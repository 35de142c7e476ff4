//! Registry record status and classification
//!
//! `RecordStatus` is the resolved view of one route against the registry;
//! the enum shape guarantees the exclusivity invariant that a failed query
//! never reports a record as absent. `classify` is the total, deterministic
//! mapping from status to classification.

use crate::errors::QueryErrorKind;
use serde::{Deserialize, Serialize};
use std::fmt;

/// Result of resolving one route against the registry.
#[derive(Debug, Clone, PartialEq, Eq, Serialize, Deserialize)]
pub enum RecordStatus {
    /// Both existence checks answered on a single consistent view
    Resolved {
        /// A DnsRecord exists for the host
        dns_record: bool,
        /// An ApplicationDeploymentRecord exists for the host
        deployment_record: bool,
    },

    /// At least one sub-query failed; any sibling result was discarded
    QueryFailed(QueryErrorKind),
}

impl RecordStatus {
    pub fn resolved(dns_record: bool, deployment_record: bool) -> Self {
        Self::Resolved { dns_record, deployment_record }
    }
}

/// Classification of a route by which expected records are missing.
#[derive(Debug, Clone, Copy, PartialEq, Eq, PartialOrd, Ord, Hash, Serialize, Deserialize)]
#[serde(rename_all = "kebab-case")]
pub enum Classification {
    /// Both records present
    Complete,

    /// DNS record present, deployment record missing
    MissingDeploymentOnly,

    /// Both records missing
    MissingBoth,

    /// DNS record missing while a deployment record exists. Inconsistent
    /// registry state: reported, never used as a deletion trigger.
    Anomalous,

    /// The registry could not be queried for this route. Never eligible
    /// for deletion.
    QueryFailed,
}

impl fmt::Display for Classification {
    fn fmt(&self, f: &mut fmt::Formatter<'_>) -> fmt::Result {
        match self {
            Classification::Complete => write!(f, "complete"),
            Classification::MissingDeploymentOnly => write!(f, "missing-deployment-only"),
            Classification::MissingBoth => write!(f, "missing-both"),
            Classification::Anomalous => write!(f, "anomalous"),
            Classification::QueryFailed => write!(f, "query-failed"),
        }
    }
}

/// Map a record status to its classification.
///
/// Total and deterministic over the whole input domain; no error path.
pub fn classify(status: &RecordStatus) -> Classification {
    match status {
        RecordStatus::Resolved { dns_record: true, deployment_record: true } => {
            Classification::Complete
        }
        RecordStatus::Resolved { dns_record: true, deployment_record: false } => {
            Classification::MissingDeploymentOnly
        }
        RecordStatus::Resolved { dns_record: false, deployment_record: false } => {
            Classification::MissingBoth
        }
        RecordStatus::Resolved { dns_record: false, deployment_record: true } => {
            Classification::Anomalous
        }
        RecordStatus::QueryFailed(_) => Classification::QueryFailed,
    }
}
==
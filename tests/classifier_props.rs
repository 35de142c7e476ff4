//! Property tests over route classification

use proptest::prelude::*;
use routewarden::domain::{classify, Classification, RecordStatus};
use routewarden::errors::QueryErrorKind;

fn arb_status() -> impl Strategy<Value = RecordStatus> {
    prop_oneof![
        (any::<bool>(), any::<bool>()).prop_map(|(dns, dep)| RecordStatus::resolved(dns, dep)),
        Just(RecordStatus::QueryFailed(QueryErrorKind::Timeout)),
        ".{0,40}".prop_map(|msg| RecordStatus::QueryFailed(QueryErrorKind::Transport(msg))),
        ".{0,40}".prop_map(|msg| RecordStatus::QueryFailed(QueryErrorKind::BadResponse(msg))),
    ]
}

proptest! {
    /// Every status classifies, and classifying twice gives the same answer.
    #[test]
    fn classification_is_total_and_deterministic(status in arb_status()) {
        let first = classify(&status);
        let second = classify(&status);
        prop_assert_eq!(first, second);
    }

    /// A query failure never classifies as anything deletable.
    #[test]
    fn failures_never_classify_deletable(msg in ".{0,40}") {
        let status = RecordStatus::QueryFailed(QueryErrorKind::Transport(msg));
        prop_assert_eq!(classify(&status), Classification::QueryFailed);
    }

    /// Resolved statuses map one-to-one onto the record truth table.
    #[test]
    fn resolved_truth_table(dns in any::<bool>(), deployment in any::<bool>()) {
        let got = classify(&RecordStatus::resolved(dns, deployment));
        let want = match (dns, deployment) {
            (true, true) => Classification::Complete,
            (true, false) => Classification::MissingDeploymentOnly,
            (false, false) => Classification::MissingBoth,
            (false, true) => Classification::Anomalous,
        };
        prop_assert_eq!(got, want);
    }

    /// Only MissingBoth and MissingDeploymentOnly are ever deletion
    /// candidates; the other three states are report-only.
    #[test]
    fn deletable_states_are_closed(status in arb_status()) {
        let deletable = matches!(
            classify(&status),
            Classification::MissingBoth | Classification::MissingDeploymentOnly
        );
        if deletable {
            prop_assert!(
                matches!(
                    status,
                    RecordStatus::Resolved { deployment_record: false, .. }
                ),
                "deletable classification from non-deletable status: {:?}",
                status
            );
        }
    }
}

Your goal: Copy each line of the data that contains the word "PartialEq".

Completed task:
#[derive(Debug, Clone, PartialEq, Eq, Serialize, Deserialize)]
#[derive(Debug, Clone, Copy, PartialEq, Eq, PartialOrd, Ord, Hash, Serialize, Deserialize)]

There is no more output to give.